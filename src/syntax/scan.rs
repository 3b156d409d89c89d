//! Per-line highlight scanner
//!
//! Classifies one rendered line left to right, carrying the
//! open-block-comment flag in from the previous line and reporting the flag
//! that holds at end of line. Document-level cascading across lines lives in
//! the document, not here; the scanner itself is a pure function of its
//! inputs.

use super::{KeywordKind, Profile, Tag};

/// Characters that end a token, in addition to whitespace and end of line.
const SEPARATORS: &[u8] = b",.(){}+-/*=~%<>[];:";

fn is_separator(b: u8) -> bool {
    b.is_ascii_whitespace() || SEPARATORS.contains(&b)
}

/// Classify every byte of `rendered`, given the predecessor line's
/// open-block-comment flag. Returns the tags and whether a block comment is
/// still open at end of line.
///
/// `raw` is the unexpanded line; it is only consulted for the
/// angle-include special case, which keys off the literal source text.
pub fn highlight(
    profile: Option<&Profile>,
    raw: &str,
    rendered: &str,
    prev_open: bool,
) -> (Vec<Tag>, bool) {
    let bytes = rendered.as_bytes();
    let mut tags = vec![Tag::Normal; bytes.len()];

    let Some(profile) = profile else {
        return (tags, false);
    };

    let line_comment = profile.line_comment.map(str::as_bytes);
    let block_comment = profile
        .block_comment
        .map(|(open, close)| (open.as_bytes(), close.as_bytes()));

    // The include scan keys off the raw source text, not the expansion.
    let include_line = profile.angle_includes && raw.contains('<') && raw.contains("#include");

    let mut prev_sep = true;
    let mut in_string: Option<u8> = None;
    let mut in_include = false;
    let mut in_comment = prev_open;

    let mut i = 0;
    while i < bytes.len() {
        let c = bytes[i];
        let prev_tag = if i > 0 { tags[i - 1] } else { Tag::Normal };

        if let Some(token) = line_comment {
            if in_string.is_none() && !in_comment && bytes[i..].starts_with(token) {
                for tag in &mut tags[i..] {
                    *tag = Tag::Comment;
                }
                break;
            }
        }

        if let Some((open, close)) = block_comment {
            if in_string.is_none() {
                if in_comment {
                    tags[i] = Tag::BlockComment;
                    if bytes[i..].starts_with(close) {
                        for tag in &mut tags[i..i + close.len()] {
                            *tag = Tag::BlockComment;
                        }
                        i += close.len();
                        in_comment = false;
                        prev_sep = true;
                    } else {
                        i += 1;
                    }
                    continue;
                } else if bytes[i..].starts_with(open) {
                    for tag in &mut tags[i..i + open.len()] {
                        *tag = Tag::BlockComment;
                    }
                    i += open.len();
                    in_comment = true;
                    continue;
                }
            }
        }

        if profile.highlight_strings {
            if let Some(quote) = in_string {
                tags[i] = Tag::String;
                if c == b'\\' && i + 1 < bytes.len() {
                    tags[i + 1] = Tag::String;
                    i += 2;
                    continue;
                }
                if c == quote {
                    in_string = None;
                }
                i += 1;
                prev_sep = true;
                continue;
            } else if c == b'"' || c == b'\'' {
                in_string = Some(c);
                tags[i] = Tag::String;
                i += 1;
                continue;
            }

            if include_line {
                if in_include {
                    tags[i] = Tag::String;
                    if c == b'>' {
                        in_include = false;
                    }
                    i += 1;
                    prev_sep = true;
                    continue;
                } else if c == b'<' {
                    in_include = true;
                    tags[i] = Tag::String;
                    i += 1;
                    continue;
                }
            }
        }

        if profile.highlight_numbers {
            // Deliberately loose: any hex digit or x/X directly after a
            // Number tag stays a Number, whether or not a 0x marker was
            // seen. Legacy behavior, kept as-is.
            let is_number = (c.is_ascii_digit() && (prev_sep || prev_tag == Tag::Number))
                || (c == b'.' && prev_tag == Tag::Number)
                || (c.is_ascii_hexdigit() && prev_tag == Tag::Number)
                || ((c == b'x' || c == b'X') && prev_tag == Tag::Number);

            if is_number {
                tags[i] = Tag::Number;
                i += 1;
                prev_sep = false;
                continue;
            }
        }

        if prev_sep {
            let mut matched = false;
            for keyword in profile.keywords {
                let text = keyword.text.as_bytes();
                let end = i + text.len();
                if bytes.len() < end || &bytes[i..end] != text {
                    continue;
                }
                // Require a separator (or end of line) after the match so
                // that "int" does not fire inside "integer".
                if end < bytes.len() && !is_separator(bytes[end]) {
                    continue;
                }

                let tag = match keyword.kind {
                    KeywordKind::Keyword => Tag::Keyword,
                    KeywordKind::Type => Tag::Type,
                    KeywordKind::Macro => Tag::Macro,
                };
                for t in &mut tags[i..end] {
                    *t = tag;
                }
                i = end;
                matched = true;
                break;
            }
            if matched {
                prev_sep = false;
                continue;
            }
        }

        prev_sep = is_separator(c);
        i += 1;
    }

    (tags, in_comment)
}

________

◆ TASK ◆
Retype exactly the lines of the data above that fall between the line with "if c == quote" and the line with "(c.is_ascii_hexdigit() && prev_tag == Tag::Number)", inclusive, and add nothing.

◆ REPLY ◆
                if c == quote {
                    in_string = None;
                }
                i += 1;
                prev_sep = true;
                continue;
            } else if c == b'"' || c == b'\'' {
                in_string = Some(c);
                tags[i] = Tag::String;
                i += 1;
                continue;
            }

            if include_line {
                if in_include {
                    tags[i] = Tag::String;
                    if c == b'>' {
                        in_include = false;
                    }
                    i += 1;
                    prev_sep = true;
                    continue;
                } else if c == b'<' {
                    in_include = true;
                    tags[i] = Tag::String;
                    i += 1;
                    continue;
                }
            }
        }

        if profile.highlight_numbers {
            // Deliberately loose: any hex digit or x/X directly after a
            // Number tag stays a Number, whether or not a 0x marker was
            // seen. Legacy behavior, kept as-is.
            let is_number = (c.is_ascii_digit() && (prev_sep || prev_tag == Tag::Number))
                || (c == b'.' && prev_tag == Tag::Number)
                || (c.is_ascii_hexdigit() && prev_tag == Tag::Number)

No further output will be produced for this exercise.